Trois autres phénomènes vont accroître l’exigence de communications rapides de la part des entreprises. Il y a d’abord la place croissante que prend le secteur des "services", notamment les "services aux entreprises", y compris au niveau international: banques et institutions financières, compagnies d’assurances, bureaux d’études et de conseil, agences de publicité… Ce développement accroît le flot de papiers d’affaires, de contrats, etc.

Ensuite, l’informatisation généralisée des entreprises et l’importance vitale que prend le fonctionnement continu du matériel informatique créent aussi une demande d’acheminements urgents de pièces détachées d’ordinateurs et de supports informatiques.

Enfin, les nouvelles méthodes de gestion des flux physiques imposent la régularité, la disponibilité et la fiabilité des moyens de transport en amont et en aval.

De ce développement vont naître les intégrateurs: "Surgissent aux Etats-Unis, au début des années 1970, de nouveaux opérateurs: les Integrators. Spécialisés dans le transport express porte à porte des petits colis, ils remettent en cause fondamentalement la répartition traditionnelle des compétences entre le client, le transitaire et la compagnie. Ils assurent au client une gamme complète de services, de sa porte à celle du destinataire, intégrant en une offre unique des prestations jusqu’alors réparties entre les Air Freight Forwarders (les agents de fret américain) et les compagnies aériennes. Ce sont les Integrators, qui de deux catégories relativement étanches ne font plus qu’une seule. Poussant plus loin encore la remise en cause des organisations traditionnelles, ils s’attaquent à certains trafics postaux et subtilisent à la Poste et aux compagnies une partie de leur activité [la partie la plus rentable]." 12

Dans ce contexte, les services de poste nationaux vont faire face à une triple contrainte. Premièrement, ils ne pourront plus compter, suite à la séparation et privatisation du secteur des télécommunications, sur des "excédents" financiers qui permettaient une fourniture postale de service public. Deuxièmement, le service postal est soumis aux règles de gestion budgétaire qui rend le "déficit" 13 du service postal du domaine de l’inacceptable. Troisièmement, le service postal doit s’affronter à des groupes privés qui connaissent une croissance exponentielle sur les segments les plus rentables et qui lui soustraient de la sorte une demande. Il en résulte une pression à la privatisation des services de poste nationaux. C’est au niveau européen que le ton est donné, à travers les directives de la Commission européenne, même si des postes nationales peuvent prendre de l’avance. Ainsi les postes néerlandaises et allemandes sont privatisées et cotées en Bourse dès le milieu — respectivement la fin — de la décennie 1990.

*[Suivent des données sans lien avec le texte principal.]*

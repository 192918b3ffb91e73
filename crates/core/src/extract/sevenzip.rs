//! 7z extraction through an external `7za`-compatible binary.
//!
//! The binary is asked for a flat, recursive extraction of the ROM globs.
//! Its own listing is not trusted: afterwards the output directory is scanned
//! for what actually landed there.

use std::env;
use std::fs;
use std::io::{self, Read};
use std::path::{Component, Path, PathBuf};
use std::process::{Child, Command, ExitStatus, Stdio};
use std::thread::{self, JoinHandle};
use std::time::{Duration, Instant};

use super::Extractor;
use crate::cancel::CancelFlag;
use crate::collect::CollectedRom;
use crate::error::{CheckError, Result};
use crate::logging::{log, LogCategory, LogLevel};
use crate::rom::has_extension;

/// Hard limit for one archive
pub const DEFAULT_TIMEOUT: Duration = Duration::from_secs(300);

const POLL_INTERVAL: Duration = Duration::from_millis(50);

/// Longest excerpt of the tool's output kept in an error
const EXCERPT_CHARS: usize = 80;

/// Printed by 7-zip when no entry matched the filters
const NO_FILES_MARKER: &str = "No files to process";

/// Binary names tried, in order, when no explicit path is configured
const TOOL_NAMES: [&str; 3] = ["7za", "7zz", "7z"];

#[derive(Debug, Clone)]
pub struct SevenZipExtractor {
    program: Option<PathBuf>,
    timeout: Duration,
    cancel: CancelFlag,
    /// Directories searched for the tool; the executable's directory and
    /// `PATH` when unset
    search_dirs: Option<Vec<PathBuf>>,
}

impl Default for SevenZipExtractor {
    fn default() -> Self {
        Self::new(None)
    }
}

impl SevenZipExtractor {
    /// `program` overrides the tool lookup. A bare name such as `7za` is
    /// searched for like the default names; anything else must be a file.
    pub fn new(program: Option<PathBuf>) -> Self {
        Self {
            program,
            timeout: DEFAULT_TIMEOUT,
            cancel: CancelFlag::new(),
            search_dirs: None,
        }
    }

    pub fn with_timeout(mut self, timeout: Duration) -> Self {
        self.timeout = timeout;
        self
    }

    pub fn with_cancel(mut self, cancel: CancelFlag) -> Self {
        self.cancel = cancel;
        self
    }

    /// Search only `dirs` instead of the executable's directory and `PATH`.
    pub fn with_search_dirs(mut self, dirs: Vec<PathBuf>) -> Self {
        self.search_dirs = Some(dirs);
        self
    }

    fn search_dirs(&self) -> Vec<PathBuf> {
        if let Some(dirs) = &self.search_dirs {
            return dirs.clone();
        }
        let exe_dir = env::current_exe()
            .ok()
            .and_then(|p| p.parent().map(Path::to_path_buf));
        let path_dirs = env::var_os("PATH")
            .map(|p| env::split_paths(&p).collect::<Vec<_>>())
            .unwrap_or_default();
        exe_dir.into_iter().chain(path_dirs).collect()
    }

    /// Resolve the tool: configured path, then next to our executable, then
    /// `PATH`.
    fn locate(&self) -> Result<PathBuf> {
        match &self.program {
            Some(program) if program.is_file() => Ok(program.clone()),
            Some(program) if is_bare_name(program) => {
                let name = program.to_string_lossy().into_owned();
                let found = find_tool(&[name.as_str()], &self.search_dirs());
                found.ok_or(CheckError::MissingExtractionTool(name))
            }
            Some(program) => Err(CheckError::MissingExtractionTool(
                program.display().to_string(),
            )),
            None => find_tool(&TOOL_NAMES, &self.search_dirs())
                .ok_or_else(|| CheckError::MissingExtractionTool(TOOL_NAMES.join("/"))),
        }
    }

    fn command(
        &self,
        program: &Path,
        archive: &Path,
        extensions: &[&str],
        out_dir: &Path,
    ) -> Command {
        let mut cmd = Command::new(program);
        cmd.arg("e").arg(archive).arg("-r");
        for ext in extensions {
            cmd.arg(format!("*.{ext}"));
        }
        cmd.arg(format!("-o{}", out_dir.display()))
            .arg("-y")
            .stdin(Stdio::null())
            .stdout(Stdio::piped())
            .stderr(Stdio::piped());

        #[cfg(windows)]
        {
            use std::os::windows::process::CommandExt;
            const CREATE_NO_WINDOW: u32 = 0x0800_0000;
            cmd.creation_flags(CREATE_NO_WINDOW);
        }

        cmd
    }
}

impl Extractor for SevenZipExtractor {
    fn extract(
        &self,
        archive: &Path,
        extensions: &[&str],
        out_dir: &Path,
    ) -> Result<Vec<CollectedRom>> {
        let program = self.locate()?;
        log(LogCategory::Archive, LogLevel::Debug, || {
            format!("running {} on {}", program.display(), archive.display())
        });

        let mut child = self
            .command(&program, archive, extensions, out_dir)
            .spawn()
            .map_err(|e| match e.kind() {
                io::ErrorKind::NotFound => {
                    CheckError::MissingExtractionTool(program.display().to_string())
                }
                _ => CheckError::ExtractionFailed(e.to_string()),
            })?;

        let stdout = drain(child.stdout.take());
        let stderr = drain(child.stderr.take());
        let status = wait_with_timeout(&mut child, self.timeout, &self.cancel)?;
        let stdout = stdout.join().unwrap_or_default();
        let stderr = stderr.join().unwrap_or_default();

        classify_output(status.success(), &stdout, &stderr)?;

        let roms = list_extracted(out_dir, extensions)?;
        if roms.is_empty() {
            return Err(CheckError::NoMatchingEntries);
        }
        Ok(roms)
    }
}

/// A single path component, e.g. `7za` but not `./7za` or `tools/7za`
fn is_bare_name(program: &Path) -> bool {
    let mut components = program.components();
    matches!(
        (components.next(), components.next()),
        (Some(Component::Normal(_)), None)
    )
}

/// First `dir/name` (plus the platform executable suffix) that is a file,
/// trying every name in a directory before moving to the next one.
fn find_tool(names: &[&str], dirs: &[PathBuf]) -> Option<PathBuf> {
    dirs.iter()
        .flat_map(|dir| names.iter().map(move |name| dir.join(tool_file_name(name))))
        .find(|candidate| candidate.is_file())
}

fn tool_file_name(name: &str) -> String {
    let suffix = env::consts::EXE_SUFFIX;
    if suffix.is_empty() || name.to_lowercase().ends_with(suffix) {
        name.to_string()
    } else {
        format!("{name}{suffix}")
    }
}

/// Read a child pipe to the end on its own thread so a chatty tool never
/// blocks on a full pipe while we poll it.
fn drain<R: Read + Send + 'static>(pipe: Option<R>) -> JoinHandle<String> {
    thread::spawn(move || {
        let mut buf = Vec::new();
        if let Some(mut pipe) = pipe {
            let _ = pipe.read_to_end(&mut buf);
        }
        String::from_utf8_lossy(&buf).into_owned()
    })
}

/// Wait for `child`, killing it on timeout or cancellation.
fn wait_with_timeout(
    child: &mut Child,
    timeout: Duration,
    cancel: &CancelFlag,
) -> Result<ExitStatus> {
    let start = Instant::now();
    loop {
        if let Some(status) = child
            .try_wait()
            .map_err(|e| CheckError::ExtractionFailed(e.to_string()))?
        {
            return Ok(status);
        }

        let outcome = if cancel.is_cancelled() {
            CheckError::Cancelled
        } else if start.elapsed() >= timeout {
            CheckError::ExtractionTimeout(timeout)
        } else {
            thread::sleep(POLL_INTERVAL);
            continue;
        };

        let _ = child.kill();
        let _ = child.wait();
        return Err(outcome);
    }
}

/// Map the tool's exit status and output onto the error taxonomy.
///
/// "No files to process" wins over the exit code: an archive without ROMs
/// is an empty result, not a failure.
fn classify_output(success: bool, stdout: &str, stderr: &str) -> Result<()> {
    if stdout.contains(NO_FILES_MARKER) || stderr.contains(NO_FILES_MARKER) {
        return Err(CheckError::NoMatchingEntries);
    }
    if !success {
        let text = match stderr.trim() {
            "" => stdout.trim(),
            err => err,
        };
        return Err(CheckError::ExtractionFailed(
            text.chars().take(EXCERPT_CHARS).collect(),
        ));
    }
    Ok(())
}

fn list_extracted(out_dir: &Path, extensions: &[&str]) -> Result<Vec<CollectedRom>> {
    let entries = fs::read_dir(out_dir).map_err(|e| CheckError::fs(out_dir, e))?;
    let mut roms: Vec<CollectedRom> = entries
        .filter_map(|entry| entry.ok())
        .filter(|entry| entry.file_type().is_ok_and(|t| t.is_file()))
        .filter_map(|entry| {
            let name = entry.file_name().to_string_lossy().into_owned();
            has_extension(&name, extensions).then(|| CollectedRom::new(entry.path(), name))
        })
        .collect();
    roms.sort_by(|a, b| a.display_name.cmp(&b.display_name));
    Ok(roms)
}
//! Error taxonomy shared by the collectors and the extraction backends.

use std::io;
use std::path::PathBuf;
use std::time::Duration;

#[derive(thiserror::Error, Debug)]
pub enum CheckError {
    #[error("extraction tool not found: {0}")]
    MissingExtractionTool(String),
    /// Not a failure: the archive simply holds no .gb/.gbc entries.
    #[error("no .gb/.gbc entries in archive")]
    NoMatchingEntries,
    #[error("extraction failed: {0}")]
    ExtractionFailed(String),
    #[error("extraction timed out after {}s", .0.as_secs())]
    ExtractionTimeout(Duration),
    #[error("{}: {source}", path.display())]
    Filesystem {
        path: PathBuf,
        #[source]
        source: io::Error,
    },
    #[error("zip extraction failed: {0}")]
    Zip(#[from] zip::result::ZipError),
    #[error("invalid input path: {}", .0.display())]
    InvalidInputPath(PathBuf),
    #[error("could not start verification workers: {0}")]
    WorkerPool(#[from] rayon::ThreadPoolBuildError),
    #[error("cancelled")]
    Cancelled,
}

impl CheckError {
    pub(crate) fn fs(path: impl Into<PathBuf>, source: io::Error) -> Self {
        CheckError::Filesystem {
            path: path.into(),
            source,
        }
    }

    /// Whether this outcome should be reported as a failure rather than an
    /// empty result.
    pub fn is_failure(&self) -> bool {
        !matches!(self, CheckError::NoMatchingEntries)
    }
}

pub type Result<T> = std::result::Result<T, CheckError>;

Swisscom et Swisspost: Swissbourse

Les PTT se séparent entre "Swisscom" et "La Poste" au 1er janvier 1998. La première devient une entreprise de droit privé qui voit rapidement un tiers de son capital coté en Bourse. L’autre devient un établissement autonome de droit public inscrit au registre du commerce sous le nom de "La Poste Suisse". Le Conseil fédéral définit les objectifs stratégiques de l’entreprise tous les quatre ans et il nomme le conseil d’administration (CA). Celui-ci réalise les objectifs stratégiques, fixe l’organisation, nomme et révoque les membres de la direction, établit le plan financier et fixe les principes de la comptabilité. La direction, elle, a pour tâche de gérer les affaires de l’entreprise. Si j’insiste sur cet aspect organisationnel, c’est pour rappeler que la privatisation de La Poste est un choix fondamentalement politique, porté par le Conseil fédéral, et plus spécifiquement par son "ministre des privatisations", le social-démocrate Moritz Leuenberger (relayé à la tête de l’entreprise par son camarade de parti Ulrich Gygi).

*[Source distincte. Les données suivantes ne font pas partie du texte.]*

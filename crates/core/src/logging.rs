//! Category-based logging for the checker core.
//!
//! The core never prints directly; diagnostics go through [`log`], which is
//! filtered by a process-wide [`LogConfig`].
//!
//! # Architecture
//!
//! - **LogConfig**: Thread-safe global configuration using atomic operations
//! - **LogLevel**: Hierarchical log levels (Off < Error < Warn < Info < Debug < Trace)
//! - **LogCategory**: One category per pipeline stage (Collect, Archive, Verify, Report)
//! - **log()**: Common logging function, output goes to stderr or a log file
//!
//! Verification runs on a worker pool, so file output is handed to a
//! background writer thread and never blocks a worker on disk I/O.
//!
//! # Usage
//!
//! ```rust
//! use romcheck_core::logging::{log, LogCategory, LogLevel};
//!
//! log(LogCategory::Archive, LogLevel::Debug, || {
//!     format!("extracting {} entries", 3)
//! });
//! ```

use std::fs::OpenOptions;
use std::io::Write;
use std::path::PathBuf;
use std::sync::atomic::{AtomicBool, AtomicU8, Ordering};
use std::sync::mpsc::{channel, Sender};
use std::sync::{Mutex, PoisonError};
use std::thread::{self, JoinHandle};

/// Log level for controlling verbosity
#[derive(Debug, Clone, Copy, PartialEq, Eq, PartialOrd, Ord)]
#[repr(u8)]
pub enum LogLevel {
    Off = 0,
    Error = 1,
    Warn = 2,
    Info = 3,
    Debug = 4,
    Trace = 5,
}

impl LogLevel {
    /// Parse log level from string (case-insensitive)
    #[allow(clippy::should_implement_trait)]
    pub fn from_str(s: &str) -> Option<Self> {
        match s.to_lowercase().as_str() {
            "off" | "0" => Some(LogLevel::Off),
            "error" | "err" | "1" => Some(LogLevel::Error),
            "warn" | "warning" | "2" => Some(LogLevel::Warn),
            "info" | "3" => Some(LogLevel::Info),
            "debug" | "4" => Some(LogLevel::Debug),
            "trace" | "5" => Some(LogLevel::Trace),
            _ => None,
        }
    }

    fn from_u8(val: u8) -> Self {
        match val {
            1 => LogLevel::Error,
            2 => LogLevel::Warn,
            3 => LogLevel::Info,
            4 => LogLevel::Debug,
            5 => LogLevel::Trace,
            _ => LogLevel::Off,
        }
    }
}

/// Log category, one per pipeline stage
#[derive(Debug, Clone, Copy, PartialEq, Eq, Hash)]
pub enum LogCategory {
    /// Input resolution and folder walking
    Collect,
    /// Archive extraction (zip and 7-zip backends)
    Archive,
    /// Header classification and the worker pool
    Verify,
    /// Table rendering
    Report,
}

impl LogCategory {
    const COUNT: usize = 4;

    /// Parse a category name (case-insensitive)
    #[allow(clippy::should_implement_trait)]
    pub fn from_str(s: &str) -> Option<Self> {
        match s.to_lowercase().as_str() {
            "collect" => Some(LogCategory::Collect),
            "archive" => Some(LogCategory::Archive),
            "verify" => Some(LogCategory::Verify),
            "report" => Some(LogCategory::Report),
            _ => None,
        }
    }

    fn index(self) -> usize {
        match self {
            LogCategory::Collect => 0,
            LogCategory::Archive => 1,
            LogCategory::Verify => 2,
            LogCategory::Report => 3,
        }
    }
}

/// Global logging configuration
pub struct LogConfig {
    /// Global log level (applies to all categories unless overridden)
    global_level: AtomicU8,
    /// Per-category overrides, `Off` meaning "use the global level"
    category_levels: [AtomicU8; LogCategory::COUNT],
    /// Channel to the background file writer, if a log file is configured
    log_sender: Mutex<Option<Sender<String>>>,
    log_writer: Mutex<Option<JoinHandle<()>>>,
    file_logging_enabled: AtomicBool,
}

impl LogConfig {
    fn new() -> Self {
        Self {
            global_level: AtomicU8::new(LogLevel::Off as u8),
            category_levels: [
                AtomicU8::new(LogLevel::Off as u8),
                AtomicU8::new(LogLevel::Off as u8),
                AtomicU8::new(LogLevel::Off as u8),
                AtomicU8::new(LogLevel::Off as u8),
            ],
            log_sender: Mutex::new(None),
            log_writer: Mutex::new(None),
            file_logging_enabled: AtomicBool::new(false),
        }
    }

    /// Get the global singleton instance
    pub fn global() -> &'static Self {
        use std::sync::OnceLock;
        static INSTANCE: OnceLock<LogConfig> = OnceLock::new();
        INSTANCE.get_or_init(LogConfig::new)
    }

    pub fn set_global_level(&self, level: LogLevel) {
        self.global_level.store(level as u8, Ordering::Relaxed);
    }

    pub fn get_global_level(&self) -> LogLevel {
        LogLevel::from_u8(self.global_level.load(Ordering::Relaxed))
    }

    pub fn set_level(&self, category: LogCategory, level: LogLevel) {
        self.category_levels[category.index()].store(level as u8, Ordering::Relaxed);
    }

    pub fn get_level(&self, category: LogCategory) -> LogLevel {
        LogLevel::from_u8(self.category_levels[category.index()].load(Ordering::Relaxed))
    }

    /// Check if a message should be logged for the given category and level
    ///
    /// A category with its own level set uses it; otherwise the global level
    /// applies.
    pub fn should_log(&self, category: LogCategory, level: LogLevel) -> bool {
        let category_level = self.get_level(category);
        if category_level != LogLevel::Off {
            level <= category_level
        } else {
            level <= self.get_global_level()
        }
    }

    /// Send log output to `path` (appending) instead of stderr.
    ///
    /// Starts a background writer thread. Calling this again replaces the
    /// previous writer, whose thread exits once its channel is dropped.
    pub fn set_log_file(&self, path: PathBuf) -> std::io::Result<()> {
        let file = OpenOptions::new().create(true).append(true).open(path)?;
        let (sender, receiver) = channel::<String>();

        let writer = thread::Builder::new()
            .name("log-writer".to_string())
            .spawn(move || {
                let mut file = file;
                while let Ok(message) = receiver.recv() {
                    // Logging must never take the run down.
                    let _ = writeln!(file, "{}", message);
                    let _ = file.flush();
                }
            })?;

        *self
            .log_sender
            .lock()
            .unwrap_or_else(PoisonError::into_inner) = Some(sender);
        let previous = self
            .log_writer
            .lock()
            .unwrap_or_else(PoisonError::into_inner)
            .replace(writer);
        if let Some(previous) = previous {
            let _ = previous.join();
        }
        self.file_logging_enabled.store(true, Ordering::Relaxed);
        Ok(())
    }

    /// Stop logging to file and go back to stderr.
    ///
    /// Blocks until every queued message has been written.
    pub fn clear_log_file(&self) {
        self.file_logging_enabled.store(false, Ordering::Relaxed);
        *self
            .log_sender
            .lock()
            .unwrap_or_else(PoisonError::into_inner) = None;
        let writer = self
            .log_writer
            .lock()
            .unwrap_or_else(PoisonError::into_inner)
            .take();
        if let Some(writer) = writer {
            let _ = writer.join();
        }
    }

    fn write_message(&self, message: String) {
        if self.file_logging_enabled.load(Ordering::Relaxed) {
            let log_sender = self
                .log_sender
                .lock()
                .unwrap_or_else(PoisonError::into_inner);
            if let Some(sender) = log_sender.as_ref() {
                if let Err(unsent) = sender.send(message) {
                    eprintln!("{}", unsent.0);
                }
                return;
            }
            drop(log_sender);
            eprintln!("{}", message);
        } else {
            eprintln!("{}", message);
        }
    }
}

/// Log a message with the specified category and level
///
/// The message closure only runs when the category and level are enabled, so
/// formatting costs nothing on the default (Off) configuration.
pub fn log<F>(category: LogCategory, level: LogLevel, message_fn: F)
where
    F: FnOnce() -> String,
{
    let config = LogConfig::global();
    if config.should_log(category, level) {
        config.write_message(format!("[{:?}] {:?}: {}", category, level, message_fn()));
    }
}

#[cfg(test)]
mod tests {
    use super::*;

    #[test]
    fn test_log_level_parsing() {
        assert_eq!(LogLevel::from_str("off"), Some(LogLevel::Off));
        assert_eq!(LogLevel::from_str("ERR"), Some(LogLevel::Error));
        assert_eq!(LogLevel::from_str("WARNING"), Some(LogLevel::Warn));
        assert_eq!(LogLevel::from_str("3"), Some(LogLevel::Info));
        assert_eq!(LogLevel::from_str("Debug"), Some(LogLevel::Debug));
        assert_eq!(LogLevel::from_str("trace"), Some(LogLevel::Trace));
        assert_eq!(LogLevel::from_str("verbose"), None);
    }

    #[test]
    fn test_log_level_ordering() {
        assert!(LogLevel::Off < LogLevel::Error);
        assert!(LogLevel::Error < LogLevel::Warn);
        assert!(LogLevel::Warn < LogLevel::Info);
        assert!(LogLevel::Info < LogLevel::Debug);
        assert!(LogLevel::Debug < LogLevel::Trace);
    }

    #[test]
    fn test_category_level_overrides_global() {
        let config = LogConfig::new();
        config.set_global_level(LogLevel::Error);
        config.set_level(LogCategory::Archive, LogLevel::Debug);

        assert!(config.should_log(LogCategory::Archive, LogLevel::Debug));
        assert!(!config.should_log(LogCategory::Verify, LogLevel::Warn));
        assert!(config.should_log(LogCategory::Verify, LogLevel::Error));
    }

    #[test]
    fn test_off_by_default() {
        let config = LogConfig::new();
        assert!(!config.should_log(LogCategory::Collect, LogLevel::Error));
    }

    #[test]
    fn test_log_category_parsing() {
        assert_eq!(LogCategory::from_str("archive"), Some(LogCategory::Archive));
        assert_eq!(LogCategory::from_str("VERIFY"), Some(LogCategory::Verify));
        assert_eq!(LogCategory::from_str("render"), None);
    }

    #[test]
    fn test_clearing_log_file_flushes_queued_messages() {
        let dir = tempfile::tempdir().expect("tempdir");
        let path = dir.path().join("romcheck.log");
        let config = LogConfig::new();
        config.set_global_level(LogLevel::Info);
        config.set_log_file(path.clone()).expect("open log file");

        for i in 0..100 {
            config.write_message(format!("message {i}"));
        }
        config.clear_log_file();

        let contents = std::fs::read_to_string(&path).expect("read log");
        assert_eq!(contents.lines().count(), 100);
        assert!(contents.ends_with("message 99\n"));
    }
}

Les deux entreprises ont comme mot d’ordre la rentabilité. En d’autres termes, elles doivent s’assurer un bénéfice maximal. Swisscom a, dès le début, mis tout en œuvre pour atteindre cet objectif: un plan de restructuration prévoyant une baisse des effectifs de 50% jusqu’en 200314 a été adopté. Son ambition de devenir "Europa-Player" 15 (à défaut d’être "Global Player", comme tous ses concurrents) est "à ce prix", quitte à ce que, demain, se constitue la domination d’un système d’oligopole privé à l’échelle continentale.

La stratégie du groupe a été reconfirmée récemment, lors de l’annonce des résultats de Swisscom pour 200016. "Le groupe poursuit ses restructurations annoncées en mars dernier et n’éliminera pas moins de 3000 postes d’ici à 2003." En même temps, "Swisscom fera partager à ses actionnaires les bénéfices réalisés l’année dernière. […] Si le feu vert est donné, les actionnaires recevront alors un montant total de 19 francs par action (+27% par rapport à l’année précédente), soit une somme totale de 1,4 milliard." Les actionnaires ne sont pas les seuls à bénéficier des "restructurations", les sommes allouées aux dirigeants et au conseil d’administration se sont élevées à 10,8 millions de francs en 2000, comparées à 6,4 millions l’année précédente.

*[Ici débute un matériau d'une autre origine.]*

use std::path::Path;

use walkdir::WalkDir;

use super::CollectedRom;
use crate::logging::{log, LogCategory, LogLevel};
use crate::rom::has_rom_extension;

/// Replaces path separators in folder-relative display names
pub const DISPLAY_SEPARATOR: &str = "→";

/// Walk `root` (following symlinks) and collect every .gb/.gbc file.
///
/// Display names are relative to `root`, e.g. `x→y.gb` for `root/x/y.gb`.
/// Unreadable entries are logged and skipped.
pub fn collect_from_folder(root: &Path) -> Vec<CollectedRom> {
    let mut roms = Vec::new();
    for entry in WalkDir::new(root).follow_links(true) {
        let entry = match entry {
            Ok(entry) => entry,
            Err(e) => {
                log(LogCategory::Collect, LogLevel::Warn, || {
                    format!("{}: {}", root.display(), e)
                });
                continue;
            }
        };
        if !entry.file_type().is_file() {
            continue;
        }
        let file_name = entry.file_name().to_string_lossy().into_owned();
        if !has_rom_extension(&file_name) {
            continue;
        }

        let display_name = display_name(root, entry.path()).unwrap_or(file_name);
        roms.push(CollectedRom::new(entry.into_path(), display_name));
    }

    log(LogCategory::Collect, LogLevel::Debug, || {
        format!("{}: {} ROM(s)", root.display(), roms.len())
    });
    roms
}

fn display_name(root: &Path, path: &Path) -> Option<String> {
    let relative = path.strip_prefix(root).ok()?;
    let parts: Vec<String> = relative
        .components()
        .map(|c| c.as_os_str().to_string_lossy().into_owned())
        .collect();
    if parts.is_empty() {
        return None;
    }
    Some(parts.join(DISPLAY_SEPARATOR))
}

#[cfg(test)]
mod tests {
    use super::*;
    use std::fs;

    #[test]
    fn test_nested_rom_gets_arrow_joined_name() {
        let dir = tempfile::tempdir().unwrap();
        fs::create_dir_all(dir.path().join("x")).unwrap();
        fs::write(dir.path().join("x").join("y.gb"), b"").unwrap();

        let roms = collect_from_folder(dir.path());

        assert_eq!(roms.len(), 1);
        assert_eq!(roms[0].display_name, "x→y.gb");
        assert_eq!(roms[0].path, dir.path().join("x").join("y.gb"));
    }

    #[test]
    fn test_top_level_and_deep_roms() {
        let dir = tempfile::tempdir().unwrap();
        let deep = dir.path().join("a").join("b").join("c");
        fs::create_dir_all(&deep).unwrap();
        fs::write(dir.path().join("top.GBC"), b"").unwrap();
        fs::write(deep.join("deep.gb"), b"").unwrap();
        fs::write(deep.join("skip.sav"), b"").unwrap();

        let mut names: Vec<_> = collect_from_folder(dir.path())
            .into_iter()
            .map(|r| r.display_name)
            .collect();
        names.sort();

        assert_eq!(names, ["a→b→c→deep.gb", "top.GBC"]);
    }

    #[test]
    fn test_directory_named_like_rom_is_ignored() {
        let dir = tempfile::tempdir().unwrap();
        fs::create_dir(dir.path().join("fake.gb")).unwrap();
        assert!(collect_from_folder(dir.path()).is_empty());
    }

    #[test]
    fn test_display_name_falls_back_when_outside_root() {
        assert_eq!(
            display_name(Path::new("/a/b"), Path::new("/c/d.gb")),
            None
        );
    }
}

Pour La Poste, les objectifs sont tout aussi clairs, même si elle a encore quelques difficultés à les concrétiser. Pour M. Gygi, il est indispensable que le Conseil fédéral exige explicitement un objectif de rentabilité de 10% à La Poste17. Concernant l’emploi, il précise: "Les CFF sont passés de 41000 à 28000 postes. Swisscom a suivi une voie identique. La Poste ne peut logiquement pas envisager de rester à un niveau d’effectifs de 42000 emplois à temps plein. […] On aura besoin rapidement de nouveaux capitaux. Comment et où les trouver? Un prêt bancaire a des limites. On peut aussi ouvrir le capital-actions, aller en Bourse ou faire des échanges de capital. Le modèle choisi par Swisscom est une alternative intéressante."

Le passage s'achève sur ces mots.